Here, we wanted to track lineages that span a range of ages and form new progeny cells and compare them to those cells that have aged over several generations. We were also interested in determining whether the state of this epigenetic switch for motility was inherited across multiple generations. We, therefore, compared the fluorescence intensities of corresponding lineage pairs. To establish these lineage pairs, an initial progenitor cell was identified, and its two progeny were arbitrarily designated lineage “a” or lineage “b” (Figure 6a). To determine whether the state of the epigenetic switch was inherited across multiple generations, we first identified progenitor cells that were ON and OFF. We established cells as being ON or OFF by classifying the brightest 20% of cells expressing P_hag-gfp as ON and the dimmest 20% of cells as OFF. From these cells, the expression of the P_hag-gfp construct was tracked across 5 generations and over 8800 cell divisions. Fluorescence intensities from all cells derived from the progenitor cell were averaged for each side of the lineage pair one frame prior to division for each lineage. A linear correlation (Pearson’s r) of the average fluorescence intensities for lineage “a” and lineage “b” was performed for each generation. We found that cells starting in both the ON and OFF states exhibited marked but gradually decreasing epigenetic inheritance spanning several generations. However, initially OFF lineages exhibited stronger inheritance, as indicated by higher correlation coefficients at each generation (Figure 6b).

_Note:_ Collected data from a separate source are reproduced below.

//! Registration, login and session command handlers

use crate::security::evaluate_strength;
use crate::services::{AccountError, AccountService};

pub async fn cmd_register(
    accounts: &dyn AccountService,
    email: &str,
    password: &str,
    name: &str,
) -> anyhow::Result<()> {
    match accounts.register(email, password, name).await {
        Ok(user) => {
            println!("✓ Registered {} <{}>", user.name, user.email);
            println!("Sign in with: portal login {} <password>", user.email);
            Ok(())
        }
        Err(AccountError::DuplicateAccount) => {
            println!("An account with email {email} already exists.");
            Ok(())
        }
        Err(AccountError::WeakPassword(hint)) => {
            println!("Password rejected: {hint}");
            println!("Passwords need 8+ characters, an uppercase letter and a number.");
            Ok(())
        }
        Err(e) => Err(e.into()),
    }
}

pub async fn cmd_login(
    accounts: &dyn AccountService,
    email: &str,
    password: &str,
) -> anyhow::Result<()> {
    match accounts.authenticate(email, password).await {
        Ok(user) => {
            let session = accounts.start_session(&user).await?;
            println!("✓ Signed in as {} ({})", session.name, session.role);
            Ok(())
        }
        // Unknown email and wrong password read the same to the user.
        Err(AccountError::NotFound | AccountError::InvalidCredentials) => {
            println!("Invalid email or password.");
            Ok(())
        }
        Err(AccountError::AccountDisabled) => {
            println!("This account has been disabled. Contact an administrator.");
            Ok(())
        }
        Err(e) => Err(e.into()),
    }
}

pub async fn cmd_logout(accounts: &dyn AccountService) -> anyhow::Result<()> {
    match accounts.end_session().await? {
        Some(session) => println!("✓ Signed out {}", session.email),
        None => println!("Not signed in."),
    }
    Ok(())
}

pub async fn cmd_whoami(accounts: &dyn AccountService) -> anyhow::Result<()> {
    match accounts.current_session().await? {
        Some(session) => println!("{} <{}> [{}]", session.name, session.email, session.role),
        None => println!("Not signed in."),
    }
    Ok(())
}

pub fn cmd_strength(password: &str) {
    let strength = evaluate_strength(password);
    println!(
        "Score: {}/4 | {} | {}",
        strength.score,
        strength.message,
        if strength.valid { "accepted" } else { "rejected" }
    );
}
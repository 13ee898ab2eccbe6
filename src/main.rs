use portal_accounts::run;

fn main() -> anyhow::Result<()> {
    dotenvy::dotenv().ok();

    let runtime = tokio::runtime::Builder::new_current_thread()
        .enable_all()
        .build()?;
    runtime.block_on(run())
}
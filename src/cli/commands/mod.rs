mod account;
mod admin;
mod announcements;

pub use account::{cmd_login, cmd_logout, cmd_register, cmd_strength, cmd_whoami};
pub use admin::{cmd_activity, cmd_set_disabled, cmd_stats, cmd_users};
pub use announcements::{cmd_announce, cmd_announcements};

use crate::models::Session;
use crate::services::AccountService;

/// The signed-in session, if it belongs to an administrator.
async fn require_admin(accounts: &dyn AccountService) -> anyhow::Result<Session> {
    match accounts.current_session().await? {
        Some(session) if session.is_admin() => Ok(session),
        Some(session) => anyhow::bail!("{} is not an administrator", session.email),
        None => anyhow::bail!("Not signed in. Use: portal login <email> <password>"),
    }
}

fn format_timestamp(ts: &chrono::DateTime<chrono::Utc>) -> String {
    ts.format("%Y-%m-%d %H:%M").to_string()
}
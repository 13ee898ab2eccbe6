//! [`AccountService`] over any [`KeyValueStorage`].

use std::sync::Arc;

use async_trait::async_trait;
use chrono::Utc;
use serde::Serialize;
use serde::de::DeserializeOwned;
use tokio::sync::Mutex;
use tokio::task;
use tracing::{debug, info, warn};

use crate::config::{BootstrapConfig, Config, SecurityConfig};
use crate::constants::{actions, keys};
use crate::models::{ActivityLogEntry, Announcement, Credential, Role, Session, UserRecord};
use crate::security::{self, evaluate_strength, legacy};
use crate::services::account_service::{AccountError, AccountService, AccountStats};
use crate::storage::KeyValueStorage;

pub struct StorageAccountService {
    storage: Arc<dyn KeyValueStorage>,
    security: SecurityConfig,
    bootstrap: BootstrapConfig,
    /// Serializes every read-modify-write; the storage has no transactions.
    write_lock: Mutex<()>,
}

impl StorageAccountService {
    #[must_use]
    pub fn new(storage: Arc<dyn KeyValueStorage>, config: &Config) -> Self {
        Self {
            storage,
            security: config.security.clone(),
            bootstrap: config.bootstrap.clone(),
            write_lock: Mutex::new(()),
        }
    }

    /// Reads a collection, treating a failed read or undecodable data as
    /// empty.
    async fn load<T: DeserializeOwned>(&self, key: &str) -> Vec<T> {
        let bytes = match self.storage.read(key).await {
            Ok(Some(bytes)) => bytes,
            Ok(None) => return Vec::new(),
            Err(e) => {
                warn!(key, error = %e, "Storage read failed, treating collection as empty");
                return Vec::new();
            }
        };

        match serde_json::from_slice(&bytes) {
            Ok(items) => items,
            Err(e) => {
                warn!(key, error = %e, "Stored collection is corrupt, treating it as empty");
                Vec::new()
            }
        }
    }

    async fn save<T: Serialize + Sync>(&self, key: &str, items: &[T]) -> Result<(), AccountError> {
        let bytes = serde_json::to_vec(items).map_err(crate::storage::StorageError::from)?;
        self.storage.write(key, &bytes).await?;
        Ok(())
    }

    async fn load_users(&self) -> Vec<UserRecord> {
        self.load(keys::USERS).await
    }

    /// Caller must hold `write_lock`.
    async fn append_activity(&self, entry: ActivityLogEntry) -> Result<(), AccountError> {
        let mut log: Vec<ActivityLogEntry> = self.load(keys::ACTIVITY).await;
        log.insert(0, entry);
        log.truncate(self.security.activity_log_cap);
        self.save(keys::ACTIVITY, &log).await
    }

    async fn salted_credential(&self, password: &str) -> Result<Credential, AccountError> {
        let password = password.to_string();
        let salt_bytes = self.security.salt_bytes;

        let credential = task::spawn_blocking(move || {
            let salt = security::generate_salt(salt_bytes);
            let hash = security::hash_password(&salt, &password);
            Credential::Salted { hash, salt }
        })
        .await?;

        Ok(credential)
    }

    async fn verify_salted(
        &self,
        hash: String,
        salt: String,
        password: &str,
    ) -> Result<bool, AccountError> {
        let password = password.to_string();
        let valid =
            task::spawn_blocking(move || security::verify_password(&salt, &password, &hash))
                .await?;
        Ok(valid)
    }

    async fn read_session(&self) -> Option<Session> {
        let bytes = match self.storage.read(keys::SESSION).await {
            Ok(bytes) => bytes?,
            Err(e) => {
                warn!(error = %e, "Session read failed, treating as signed out");
                return None;
            }
        };

        serde_json::from_slice(&bytes)
            .inspect_err(|e| warn!(error = %e, "Stored session is corrupt, ignoring it"))
            .ok()
    }
}

#[async_trait]
impl AccountService for StorageAccountService {
    async fn bootstrap_admin(&self) -> Result<bool, AccountError> {
        let _guard = self.write_lock.lock().await;

        let mut users = self.load_users().await;
        if users.iter().any(|u| u.email == self.bootstrap.admin_email) {
            debug!(email = %self.bootstrap.admin_email, "Admin account already present");
            return Ok(false);
        }

        let credential = self
            .salted_credential(&self.bootstrap.admin_password)
            .await?;

        users.push(UserRecord {
            email: self.bootstrap.admin_email.clone(),
            name: self.bootstrap.admin_name.clone(),
            credential: Some(credential),
            role: Role::Admin,
            disabled: false,
            created_at: Utc::now(),
            last_login_at: None,
        });
        self.save(keys::USERS, &users).await?;

        self.append_activity(ActivityLogEntry::new(
            &self.bootstrap.admin_email,
            actions::ADMIN_BOOTSTRAPPED,
        ))
        .await?;

        warn!(
            email = %self.bootstrap.admin_email,
            "Bootstrapped admin account with the configured default password; change it"
        );
        Ok(true)
    }

    async fn register(
        &self,
        email: &str,
        password: &str,
        name: &str,
    ) -> Result<UserRecord, AccountError> {
        let _guard = self.write_lock.lock().await;

        let mut users = self.load_users().await;
        if users.iter().any(|u| u.email == email) {
            return Err(AccountError::DuplicateAccount);
        }

        let strength = evaluate_strength(password);
        if !strength.valid {
            return Err(AccountError::WeakPassword(strength.message));
        }

        let credential = self.salted_credential(password).await?;
        let user = UserRecord {
            email: email.to_string(),
            name: name.to_string(),
            credential: Some(credential),
            role: Role::User,
            disabled: false,
            created_at: Utc::now(),
            last_login_at: None,
        };

        users.push(user.clone());
        self.save(keys::USERS, &users).await?;
        self.append_activity(ActivityLogEntry::new(email, actions::REGISTERED))
            .await?;

        info!(email = %email, "Account registered");
        Ok(user)
    }

    async fn authenticate(&self, email: &str, password: &str) -> Result<UserRecord, AccountError> {
        let _guard = self.write_lock.lock().await;

        let mut users = self.load_users().await;
        let index = users
            .iter()
            .position(|u| u.email == email)
            .ok_or(AccountError::NotFound)?;

        if users[index].disabled {
            warn!(email = %email, "Login attempt on disabled account");
            return Err(AccountError::AccountDisabled);
        }

        match users[index].credential.clone() {
            None => {
                warn!(email = %email, "Account has neither a salted nor a legacy credential");
                return Err(AccountError::CorruptAccount);
            }
            Some(Credential::Legacy { encoded }) => {
                if !legacy::matches(&encoded, password) {
                    return Err(AccountError::InvalidCredentials);
                }

                if self.security.auto_migrate_legacy_credentials {
                    let credential = self.salted_credential(password).await?;
                    users[index].credential = Some(credential);
                    self.save(keys::USERS, &users).await?;
                    self.append_activity(ActivityLogEntry::new(
                        email,
                        actions::CREDENTIAL_MIGRATED,
                    ))
                    .await?;
                    info!(email = %email, "Migrated legacy credential to salted hash");
                }
            }
            Some(Credential::Salted { hash, salt }) => {
                if !self.verify_salted(hash, salt, password).await? {
                    return Err(AccountError::InvalidCredentials);
                }
            }
        }

        users[index].last_login_at = Some(Utc::now());
        self.save(keys::USERS, &users).await?;
        self.append_activity(ActivityLogEntry::new(email, actions::LOGGED_IN))
            .await?;

        info!(email = %email, "Login succeeded");
        Ok(users[index].clone())
    }

    async fn set_disabled(&self, email: &str, disabled: bool) -> Result<(), AccountError> {
        let _guard = self.write_lock.lock().await;

        let mut users = self.load_users().await;
        let user = users
            .iter_mut()
            .find(|u| u.email == email)
            .ok_or(AccountError::NotFound)?;
        user.disabled = disabled;
        self.save(keys::USERS, &users).await?;

        let actor = self
            .read_session()
            .await
            .map_or_else(|| self.bootstrap.admin_email.clone(), |s| s.email);
        let action = if disabled {
            format!("Disabled {email}")
        } else {
            format!("Enabled {email}")
        };
        self.append_activity(ActivityLogEntry::new(actor, action))
            .await?;

        info!(email = %email, disabled, "Account status changed");
        Ok(())
    }

    async fn get_user(&self, email: &str) -> Result<UserRecord, AccountError> {
        self.load_users()
            .await
            .into_iter()
            .find(|u| u.email == email)
            .ok_or(AccountError::NotFound)
    }

    async fn list_users(&self) -> Result<Vec<UserRecord>, AccountError> {
        Ok(self.load_users().await)
    }

    async fn record_activity(&self, entry: ActivityLogEntry) -> Result<(), AccountError> {
        let _guard = self.write_lock.lock().await;
        self.append_activity(entry).await
    }

    async fn list_activity(&self, limit: usize) -> Result<Vec<ActivityLogEntry>, AccountError> {
        let mut log: Vec<ActivityLogEntry> = self.load(keys::ACTIVITY).await;
        log.truncate(limit);
        Ok(log)
    }

    async fn post_announcement(&self, text: &str, by: &str) -> Result<Announcement, AccountError> {
        let _guard = self.write_lock.lock().await;

        let announcement = Announcement {
            text: text.to_string(),
            by: by.to_string(),
            timestamp: Utc::now(),
        };

        let mut announcements: Vec<Announcement> = self.load(keys::ANNOUNCEMENTS).await;
        announcements.insert(0, announcement.clone());
        self.save(keys::ANNOUNCEMENTS, &announcements).await?;

        info!(by = %by, "Announcement posted");
        Ok(announcement)
    }

    async fn list_announcements(&self) -> Result<Vec<Announcement>, AccountError> {
        Ok(self.load(keys::ANNOUNCEMENTS).await)
    }

    async fn start_session(&self, user: &UserRecord) -> Result<Session, AccountError> {
        let _guard = self.write_lock.lock().await;

        let session = Session::from(user);
        let bytes = serde_json::to_vec(&session).map_err(crate::storage::StorageError::from)?;
        self.storage.write(keys::SESSION, &bytes).await?;

        debug!(email = %session.email, "Session started");
        Ok(session)
    }

    async fn current_session(&self) -> Result<Option<Session>, AccountError> {
        Ok(self.read_session().await)
    }

    async fn end_session(&self) -> Result<Option<Session>, AccountError> {
        let _guard = self.write_lock.lock().await;

        let session = self.read_session().await;
        self.storage.remove(keys::SESSION).await?;

        if let Some(session) = &session {
            self.append_activity(ActivityLogEntry::new(&session.email, actions::LOGGED_OUT))
                .await?;
            debug!(email = %session.email, "Session ended");
        }

        Ok(session)
    }

    async fn stats(&self) -> Result<AccountStats, AccountError> {
        let users = self.load_users().await;
        let announcements: Vec<Announcement> = self.load(keys::ANNOUNCEMENTS).await;
        let activity: Vec<ActivityLogEntry> = self.load(keys::ACTIVITY).await;

        Ok(AccountStats {
            total_users: users.len(),
            disabled_users: users.iter().filter(|u| u.disabled).count(),
            admins: users.iter().filter(|u| u.is_admin()).count(),
            announcements: announcements.len(),
            activity_entries: activity.len(),
        })
    }
}
//! Core building blocks shared by the search engine and games.

pub mod rng;

pub use rng::SimRng;
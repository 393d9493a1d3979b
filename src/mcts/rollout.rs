//! Parallel rollouts on the job scheduler.
//!
//! One expansion schedules a batch of `RolloutJob`s against the same shared
//! state. Each job writes its own slot of the batch's result buffer; the
//! controlling thread waits on the batch tag and then sums the slots, so the
//! aggregate does not depend on completion order.

use std::sync::Arc;

use parking_lot::Mutex;
use tracing::{trace, warn};

use crate::core::SimRng;
use crate::rules::GameState;
use crate::scheduler::{Job, JobScheduler, JobTag};

/// Result slots of one rollout batch; `None` until the job reports.
pub type RolloutResults = Arc<Mutex<Vec<Option<f64>>>>;

/// One rollout of a shared state, reporting into a result slot.
pub struct RolloutJob<S: GameState> {
    state: Arc<S>,
    rng: SimRng,
    slot: usize,
    results: RolloutResults,
    tag: JobTag,
}

impl<S: GameState> RolloutJob<S> {
    /// Create a job that rolls `state` out with `rng` into `results[slot]`.
    pub fn new(
        state: Arc<S>,
        rng: SimRng,
        slot: usize,
        results: RolloutResults,
        tag: JobTag,
    ) -> Self {
        Self {
            state,
            rng,
            slot,
            results,
            tag,
        }
    }
}

impl<S: GameState> Job for RolloutJob<S> {
    fn tag(&self) -> Option<JobTag> {
        Some(self.tag)
    }

    fn execute(mut self: Box<Self>) {
        let score = self.state.rollout(&mut self.rng);
        let score = if score.is_nan() {
            warn!(slot = self.slot, "rollout returned NaN; discarded");
            None
        } else if !(0.0..=1.0).contains(&score) {
            warn!(slot = self.slot, score, "rollout score outside [0, 1]; clamped");
            Some(score.clamp(0.0, 1.0))
        } else {
            Some(score)
        };
        self.results.lock()[self.slot] = score;
    }
}

/// Run `fan_out` rollouts of `state` in parallel and wait for all of them.
///
/// Returns the summed score and the number of rollouts that reported.
/// Each job gets its own fork of `rng`.
pub fn run_batch<S: GameState>(
    scheduler: &JobScheduler,
    state: &Arc<S>,
    rng: &mut SimRng,
    fan_out: usize,
) -> (f64, u32) {
    let results: RolloutResults = Arc::new(Mutex::new(vec![None; fan_out]));
    let tag = scheduler.next_tag();

    for slot in 0..fan_out {
        scheduler.schedule(Box::new(RolloutJob::new(
            Arc::clone(state),
            rng.fork(),
            slot,
            Arc::clone(&results),
            tag,
        )));
    }
    scheduler.wait_until_finished(Some(tag));

    let results = results.lock();
    let (score, count) = results
        .iter()
        .flatten()
        .fold((0.0, 0u32), |(sum, n), &s| (sum + s, n + 1));

    if (count as usize) < fan_out {
        warn!(%tag, reported = count, expected = fan_out, "rollout batch came back short");
    }
    trace!(%tag, score, count, "rollout batch finished");
    (score, count)
}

This higher correlation of the OFF state and lower correlation of the ON state agrees with an earlier report of B. subtilis switching dynamics in which the OFF state persists for a defined interval, whereas the ON state exhibits no such temporal regulation.³⁶ This correlation in gene expression across multiple generations suggests epigenetic inheritance of the motility state. Furthermore, these results establish the ability of our microfluidic device and automated tracking analysis to accurately reconstruct cell lineages and to measure critical factors to study epigenetic inheritance.

Figure 6.

Expression of the P_hag-gfp construct shown in Figure 2b tracked over 8800 cell divisions across 5 generations. Lineages were initiated from the brightest 20% and dimmest 20% of cells from 22,000 total cell divisions. (a) Lineage pairs were identified from the two daughter cells from a single division event and were arbitrarily chosen to be lineage “a” (red) or lineage “b” (blue). Subsequent growth and divisions were tracked throughout the experiment, and fluorescence intensities were determined one frame prior to division for each lineage (dashed boxes). (b) Variation of correlation coeffcients with generation for lineages that were initially identified as expressing the P_hag-gfp construct (ON) and those lineages that were not (OFF).

CONCLUSION

Here, we have shown that our microfluidic device with an integrated nanochannel array allows for a continuous nutrient environment that produces chemostatic bacterial communities in both B. subtilis and C. crescentus. Our device offers dynamic control over the trapping of cells through the use of a pneumatically actuated nanochannel array and integrated pumps and valves that complete on-chip fluid and cell manipulations. Moreover, we demonstrated our ability to accurately reconstruct cell lineages and measure fundamental life history parameters, such as division time and growth rate, with our automated analysis program. Lineage reconstruction permits the observation of epigenetic effects, as demonstrated by correlations in division times for C. crescentus and in the motility state for B. subtilis. We foresee that our microfluidic device will serve as a general platform to study aging and other epigenetic phenomena in diverse bacteria.